LAWS(PAT)-1952-1-20

PALAT AHIR Vs. BAIJNATH MAHTON

Decided On January 08, 1952
PALAT AHIR Appellant
V/S
BAIJNATH MAHTON Respondents

JUDGEMENT

(1.) This application is against an order dismissing for default a suit instituted by the plaintiff-petitioner. The suit was for setting aside an 'ex parte' decree passed against the petitioner. The suit in question was instituted in March, 1947, and the petitioner took steps for service of notices upon the defendants. It appears from the order of the Court, dated the 15th of May, 1947, that summonses and notices were served on all the defendants except defendant No. 9. Apparently the Court was not satisfied with this service, and therefore the Court directed that the plaintiff should file registered cards for defendants 1 to 8 and 10 to 12 and fake steps for service on defendant No. 9. Eventually notices appear to have been served on defendant No. 9 also, on the 16th of July 1947, but there was some delay in the service of the registered cards on some of the defendants with the result that on the 10th of September 1947, the Court directed that the postmaster should be written to about the service of registered cards on defendants 3, 5, 9, 10 and 12 by the date fixed, From time to time the order sheets disclose that issues were settled and parties appear to have been ready. On the 30th of November 1948, the Court found that the registered cards were served on the other defendants except defendants 3 and 9, and it directed that the plaintiff should take fresh steps for service of registered notices on these defendants. In the meantime defendant No. 1, died and in his place the heirs sought to be substituted had also to be served with notices. The Court accordingly passed an order on the 5th of January 1949, directing the plaintiff to take necessary steps for service of notices upon all these persons. This order was not complied with in spite of repeated adjournments. Ultimately the suit was dismissed for default on the 15th of January 1949. In the application for restoration of the suit the petitioner alleged that he was not correctly informed of the date fixed by the Court for taking those steps by his 'karpardaz'. That allegation of his has not been accepted by either of the two Courts below, and they have both held that this explanation was quite unsatisfactory and could not be entertained.

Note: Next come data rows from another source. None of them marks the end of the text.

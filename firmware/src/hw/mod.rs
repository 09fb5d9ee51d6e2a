//! Board drivers for the indicator.

#![cfg(target_os = "none")]

pub mod battery;

use embassy_stm32::gpio::Output;
use indicator_core::light::IndicatorLight;

/// Bank of active-high GPIO LEDs addressed by index.
///
/// Indices outside the bank are ignored.
pub struct GpioLeds<'d, const N: usize> {
    outputs: [Output<'d>; N],
}

impl<'d, const N: usize> GpioLeds<'d, N> {
    pub fn new(outputs: [Output<'d>; N]) -> Self {
        Self { outputs }
    }

    fn output_mut(&mut self, index: u8) -> Option<&mut Output<'d>> {
        self.outputs.get_mut(usize::from(index))
    }
}

impl<const N: usize> IndicatorLight for GpioLeds<'_, N> {
    fn turn_on(&mut self, index: u8) {
        if let Some(output) = self.output_mut(index) {
            output.set_high();
        }
    }

    fn turn_off(&mut self, index: u8) {
        if let Some(output) = self.output_mut(index) {
            output.set_low();
        }
    }
}
use cortex_m::interrupt;
use cortex_m::register::primask;
use critical_section::{self, RawRestoreState};
use defmt_rtt as _;
use embassy_executor::Spawner;
use embassy_stm32 as hal;
use embassy_stm32::adc::{Adc, AdcChannel};
use embassy_stm32::gpio::{Level, Output, Speed};
use embassy_sync::channel::Channel;
use embassy_time::Delay;
use indicator_core::readiness::ReadinessFlag;
use indicator_core::renderer::Renderer;
use static_cell::StaticCell;

use crate::config::INDICATOR_CONFIG;
use crate::hw::GpioLeds;
use crate::hw::battery::BatterySense;
use crate::indicator::events::EventChannel;
use crate::indicator::{BlinkChannel, BlinkConsumer, BlinkProducer, IndicatorRouter};
use crate::status::SharedStatus;

mod battery_task;
mod boot_task;
mod event_task;
mod render_task;

critical_section::set_impl!(InterruptCriticalSection);

struct InterruptCriticalSection;

unsafe impl critical_section::Impl for InterruptCriticalSection {
    unsafe fn acquire() -> RawRestoreState {
        let primask = primask::read();
        interrupt::disable();
        primask.is_active()
    }

    unsafe fn release(restore_state: RawRestoreState) {
        if restore_state {
            unsafe {
                interrupt::enable();
            }
        }
    }
}

pub(super) static BLINK_QUEUE: BlinkChannel = Channel::new();
pub(super) static EVENT_QUEUE: EventChannel = Channel::new();
pub(super) static READINESS: ReadinessFlag = ReadinessFlag::new();
static ROUTER: StaticCell<IndicatorRouter> = StaticCell::new();

#[embassy_executor::main]
pub async fn main(spawner: Spawner) {
    let config = hal::Config::default();
    let hal::Peripherals {
        PA0, PB3, ADC1, ..
    } = hal::init(config);

    let leds = GpioLeds::new([Output::new(PB3, Level::Low, Speed::Low)]);
    let renderer = Renderer::from_config(leds, Delay, &INDICATOR_CONFIG);
    let router: &'static IndicatorRouter =
        ROUTER.init(IndicatorRouter::new(INDICATOR_CONFIG, SharedStatus, SharedStatus));

    spawner
        .spawn(render_task::run(
            renderer,
            BlinkConsumer::new(BLINK_QUEUE.receiver()),
        ))
        .expect("failed to spawn indicator render task");

    spawner
        .spawn(boot_task::run(
            router,
            BlinkProducer::new(BLINK_QUEUE.sender()),
            &READINESS,
        ))
        .expect("failed to spawn indicator boot task");

    spawner
        .spawn(event_task::run(
            router,
            EVENT_QUEUE.receiver(),
            BlinkProducer::new(BLINK_QUEUE.sender()),
            &READINESS,
        ))
        .expect("failed to spawn indicator event task");

    if INDICATOR_CONFIG.reporting.battery {
        let sense = BatterySense::new(Adc::new(ADC1), PA0.degrade_adc());
        spawner
            .spawn(battery_task::run(sense, EVENT_QUEUE.sender()))
            .expect("failed to spawn battery task");
    }

    core::future::pending::<()>().await;
}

(2.) Mr. Banerji on behalf of the petitioner has, however, contended that the application could not be dismissed without a date of hearing having been fixed by the Court below, and he relies upon a decision of this Court in 'SRIPATI SARAN PRASAD SINGH v. INDARJIT MAHTON', AIR 1939 Pat 160. I am afraid this decision does not help Mr. Banerji's contention because in the present case, as rightly pointed out by the learned Subordinate Judge in appeal, there was a date fixed tor the appearance of the defendants. This is apparent from the order of the Court, dated the 8th of April 1947, in which the Court fixed the 15th of May 1947, for appointment of a guardian and for settlement of issues. That being so, the contention of the learned counsel is without any foundation. It is true that in one of the orders dated the 23rd of August 1948, the Court observed that summons would be issued to certain persons for proving a certain document when the date for hearing would be fixed. Order 9, Rule 1, Civil Procedure Code, provides that on the date fixed in the summons for the defendant to appear and answer, the parties shall be in attendance at the Court-house, and the suit shall then be heard unless the hearing is adjourned to a future day fixed by the Court. Therefore, what this rule contemplates is that the date for appearance given in the summons served on the defendants is the date fixed for the hearing of the case but the hearing may be adjourned from time to time. There can be no doubt that there was such a date fixed in the summons as it appears from the order, dated the 8th of April 1947, to which I have already referred. The contention, therefore, fails.

(3.) It is next pointed out that in any case the suit should not have been dismissed in its entirety; it could be dismissed as against the heirs of the deceased defendant No. 1 and as against defendants 3 and 9 only. There is some substance in this contention, but in revision I am not inclined to interfere because the restoration of the suit would be fruitless as eventually it is bound to result in dismissal. The suit was for setting aside an 'ex parte' decree, and it is impossible to hold that the decree would be a good decree as against some of the defendants but a bad decree as against the other defendants. That being so, the dismissal of the suit as against some of the defendants would be tantamount to a dismissal of the suit itself.For these reasons, the application fails and must be dismissed with costs: hearing fee one gold mohur.